English pet name from "dove," symbolizing peace and gentleness; also from the Welsh river Dyfi.
Dovey carries the soft, affectionate character of its root: the dove, a bird whose symbolic weight in human culture is almost without parallel. The name draws from Old English douve and related Germanic forms, with the dove serving as a symbol of peace in the Hebrew Bible (it is a dove that returns to Noah's ark bearing an olive branch), a symbol of divine presence in Christian tradition, and an emblem of Venus and romantic love in classical antiquity. As a given name, Dovey functions as both a diminutive of Dove and a term of endearment — "dovey" as a word meaning something or someone beloved and gentle.
The name appears in Welsh records with particular frequency, where it intersects with the River Dyfi (also romanized as Dovey), lending it a geographical and Celtic dimension alongside its symbolic one. In Welsh-speaking communities, Dovey could evoke a specific landscape — the broad Dyfi estuary in mid-Wales — giving the name a regional rootedness that enriches its purely symbolic meaning. It also appears in early American records, especially in Quaker and nonconformist communities where virtue names and nature names enjoyed a long tradition.

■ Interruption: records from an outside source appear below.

#[async_trait]
impl<P: Provider + 'static> Turn for ReactTurn<P> {
    async fn execute(&self, input: TurnInput) -> Result<TurnOutput, TurnError> {
        let start = Instant::now();
        let config = self.resolve_config(&input);
        let mut messages = self.assemble_context(&input).await?;
        let tools = self.build_tool_schemas(&config);

        let mut total_tokens_in: u64 = 0;
        let mut total_tokens_out: u64 = 0;
        let mut total_cost = Decimal::ZERO;
        let mut turns_used: u32 = 0;
        let mut tool_records: Vec<ToolCallRecord> = vec![];
        let mut effects: Vec<Effect> = vec![];
        let mut last_content: Vec<ContentPart> = vec![];

        loop {
            turns_used += 1;

            // 1. Hook: PreInference
            let hook_ctx = self.build_hook_context(
                HookPoint::PreInference,
                total_tokens_in,
                total_tokens_out,
                total_cost,
                turns_used - 1,
                DurationMs::from(start.elapsed()),
            );
            if let HookAction::Halt { reason } = self.hooks.dispatch(&hook_ctx).await {
                return Ok(Self::make_output(
                    parts_to_content(&last_content),
                    ExitReason::ObserverHalt { reason },
                    self.build_metadata(
                        total_tokens_in,
                        total_tokens_out,
                        total_cost,
                        turns_used,
                        tool_records,
                        DurationMs::from(start.elapsed()),
                    ),
                    effects,
                ));
            }

            // 2. Build ProviderRequest
            let request = ProviderRequest {
                model: config.model.clone(),
                messages: messages.clone(),
                tools: tools.clone(),
                max_tokens: Some(config.max_tokens),
                temperature: None,
                system: Some(config.system.clone()),
                extra: input.metadata.clone(),
            };

            // 3. Call provider
            let response = self.provider.complete(request).await.map_err(|e| {
                if e.is_retryable() {
                    TurnError::Retryable(e.to_string())
                } else {
                    TurnError::Model(e.to_string())
                }
            })?;

            // 4. Hook: PostInference
            let mut hook_ctx = self.build_hook_context(
                HookPoint::PostInference,
                total_tokens_in + response.usage.input_tokens,
                total_tokens_out + response.usage.output_tokens,
                total_cost + response.cost.unwrap_or(Decimal::ZERO),
                turns_used,
                DurationMs::from(start.elapsed()),
            );
            hook_ctx.model_output = Some(parts_to_content(&response.content));
            if let HookAction::Halt { reason } = self.hooks.dispatch(&hook_ctx).await {
                return Ok(Self::make_output(
                    parts_to_content(&response.content),
                    ExitReason::ObserverHalt { reason },
                    self.build_metadata(
                        total_tokens_in + response.usage.input_tokens,
                        total_tokens_out + response.usage.output_tokens,
                        total_cost + response.cost.unwrap_or(Decimal::ZERO),
                        turns_used,
                        tool_records,
                        DurationMs::from(start.elapsed()),
                    ),
                    effects,
                ));
            }

            // 5. Aggregate tokens + cost
            total_tokens_in += response.usage.input_tokens;
            total_tokens_out += response.usage.output_tokens;
            if let Some(cost) = response.cost {
                total_cost += cost;
            }

            last_content.clone_from(&response.content);

            // 6. Check StopReason
            match response.stop_reason {
                StopReason::MaxTokens => {
                    return Err(TurnError::Model("output truncated (max_tokens)".into()));
                }
                StopReason::ContentFilter => {
                    return Err(TurnError::Model("content filtered".into()));
                }
                StopReason::EndTurn => {
                    return Ok(Self::make_output(
                        parts_to_content(&response.content),
                        ExitReason::Complete,
                        self.build_metadata(
                            total_tokens_in,
                            total_tokens_out,
                            total_cost,
                            turns_used,
                            tool_records,
                            DurationMs::from(start.elapsed()),
                        ),
                        effects,
                    ));
                }
                StopReason::ToolUse => {
                    // Continue to tool execution below
                }
            }

            // 7. Tool execution
            // Add assistant message to context
            messages.push(ProviderMessage {
                role: Role::Assistant,
                content: response.content.clone(),
            });

            let tool_uses: Vec<(String, String, serde_json::Value)> = response
                .content
                .iter()
                .filter_map(|part| match part {
                    ContentPart::ToolUse { id, name, input } => {
                        Some((id.clone(), name.clone(), input.clone()))
                    }
                    _ => None,
                })
                .collect();

            let mut tool_results = Vec::new();

            for (id, name, tool_input) in tool_uses {
                // a. Check effect tool
                if EFFECT_TOOL_NAMES.contains(&name.as_str()) {
                    if let Some(effect) = self.try_as_effect(&name, &tool_input) {
                        effects.push(effect);
                    }
                    tool_results.push(ContentPart::ToolResult {
                        tool_use_id: id,
                        content: format!("{name} effect recorded."),
                        is_error: false,
                    });
                    tool_records.push(ToolCallRecord::new(&name, DurationMs::ZERO, true));
                    continue;
                }

                // b. Hook: PreToolUse
                let mut actual_input = tool_input.clone();
                let mut hook_ctx = HookContext::new(HookPoint::PreToolUse);
                hook_ctx.tool_name = Some(name.clone());
                hook_ctx.tool_input = Some(tool_input.clone());
                hook_ctx.tokens_used = total_tokens_in + total_tokens_out;
                hook_ctx.cost = total_cost;
                hook_ctx.turns_completed = turns_used;
                hook_ctx.elapsed = DurationMs::from(start.elapsed());

                match self.hooks.dispatch(&hook_ctx).await {
                    HookAction::Halt { reason } => {
                        return Ok(Self::make_output(
                            parts_to_content(&last_content),
                            ExitReason::ObserverHalt { reason },
                            self.build_metadata(
                                total_tokens_in,
                                total_tokens_out,
                                total_cost,
                                turns_used,
                                tool_records,
                                DurationMs::from(start.elapsed()),
                            ),
                            effects,
                        ));
                    }
                    HookAction::SkipTool { reason } => {
                        tool_results.push(ContentPart::ToolResult {
                            tool_use_id: id,
                            content: format!("Skipped: {reason}"),
                            is_error: false,
                        });
                        tool_records.push(ToolCallRecord::new(&name, DurationMs::ZERO, false));
                        continue;
                    }
                    HookAction::ModifyToolInput { new_input } => {
                        actual_input = new_input;
                    }
                    HookAction::Continue => {}
                    // Handle non_exhaustive
                    _ => {}
                }

                // c. Execute tool
                let tool_start = Instant::now();
                let result = match self.tools.get(&name) {
                    Some(tool) => tool.call(actual_input).await,
                    None => Err(brain_tool::ToolError::NotFound(name.clone())),
                };
                let tool_duration = DurationMs::from(tool_start.elapsed());

                let (mut result_content, is_error, success) = match result {
                    Ok(value) => (
                        serde_json::to_string(&value).unwrap_or_default(),
                        false,
                        true,
                    ),
                    Err(e) => (e.to_string(), true, false),
                };

                // d. Hook: PostToolUse
                let mut hook_ctx = HookContext::new(HookPoint::PostToolUse);
                hook_ctx.tool_name = Some(name.clone());
                hook_ctx.tool_result = Some(result_content.clone());
                hook_ctx.tokens_used = total_tokens_in + total_tokens_out;
                hook_ctx.cost = total_cost;
                hook_ctx.turns_completed = turns_used;
                hook_ctx.elapsed = DurationMs::from(start.elapsed());

                match self.hooks.dispatch(&hook_ctx).await {
                    HookAction::Halt { reason } => {
                        return Ok(Self::make_output(
                            parts_to_content(&last_content),
                            ExitReason::ObserverHalt { reason },
                            self.build_metadata(
                                total_tokens_in,
                                total_tokens_out,
                                total_cost,
                                turns_used,
                                tool_records,
                                DurationMs::from(start.elapsed()),
                            ),
                            effects,
                        ));
                    }
                    HookAction::ModifyToolOutput { new_output } => {
                        // Replace tool result content before it flows into model context.
                        // HookRegistry short-circuits on first non-Continue, so only one
                        // hook's ModifyToolOutput can be returned per dispatch.
                        result_content = new_output.to_string();
                    }
                    _ => {} // Continue, SkipTool, ModifyToolInput are no-ops at PostToolUse
                }

                // e. Backfill result
                tool_results.push(ContentPart::ToolResult {
                    tool_use_id: id,
                    content: result_content,
                    is_error,
                });

                // f. Record
                tool_records.push(ToolCallRecord::new(name, tool_duration, success));
            }

            // Add tool results as user message
            messages.push(ProviderMessage {
                role: Role::User,
                content: tool_results,
            });

            // 8. Check limits
            if turns_used >= config.max_turns {
                return Ok(Self::make_output(
                    parts_to_content(&last_content),
                    ExitReason::MaxTurns,
                    self.build_metadata(
                        total_tokens_in,
                        total_tokens_out,
                        total_cost,
                        turns_used,
                        tool_records,
                        DurationMs::from(start.elapsed()),
                    ),
                    effects,
                ));
            }

            if let Some(max_cost) = &config.max_cost {
                if total_cost >= *max_cost {
                    return Ok(Self::make_output(
                        parts_to_content(&last_content),
                        ExitReason::BudgetExhausted,
                        self.build_metadata(
                            total_tokens_in,
                            total_tokens_out,
                            total_cost,
                            turns_used,
                            tool_records,
                            DurationMs::from(start.elapsed()),
                        ),
                        effects,
                    ));
                }
            }

            if let Some(max_duration) = &config.max_duration {
                if start.elapsed() >= max_duration.to_std() {
                    return Ok(Self::make_output(
                        parts_to_content(&last_content),
                        ExitReason::Timeout,
                        self.build_metadata(
                            total_tokens_in,
                            total_tokens_out,
                            total_cost,
                            turns_used,
                            tool_records,
                            DurationMs::from(start.elapsed()),
                        ),
                        effects,
                    ));
                }
            }

            // 9. Hook: ExitCheck
            let hook_ctx = self.build_hook_context(
                HookPoint::ExitCheck,
                total_tokens_in,
                total_tokens_out,
                total_cost,
                turns_used,
                DurationMs::from(start.elapsed()),
            );
            if let HookAction::Halt { reason } = self.hooks.dispatch(&hook_ctx).await {
                return Ok(Self::make_output(
                    parts_to_content(&last_content),
                    ExitReason::ObserverHalt { reason },
                    self.build_metadata(
                        total_tokens_in,
                        total_tokens_out,
                        total_cost,
                        turns_used,
                        tool_records,
                        DurationMs::from(start.elapsed()),
                    ),
                    effects,
                ));
            }

            // 10. Context compaction
            let limit = config.max_tokens as usize * 4;
            if self.context_strategy.should_compact(&messages, limit) {
                messages = self.context_strategy.compact(messages);
            }

            // 11. Loop repeats
        }
    }
}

Today Dovey is rare enough to feel genuinely distinctive while carrying an immediately legible warmth — no one who hears it doubts that it is a name of tenderness. It suits the contemporary appetite for unusual vintage names with genuine history and clear meaning. Whether approached through its biblical, Celtic, or simply affectionate dimensions, Dovey is a name that feels like an embrace.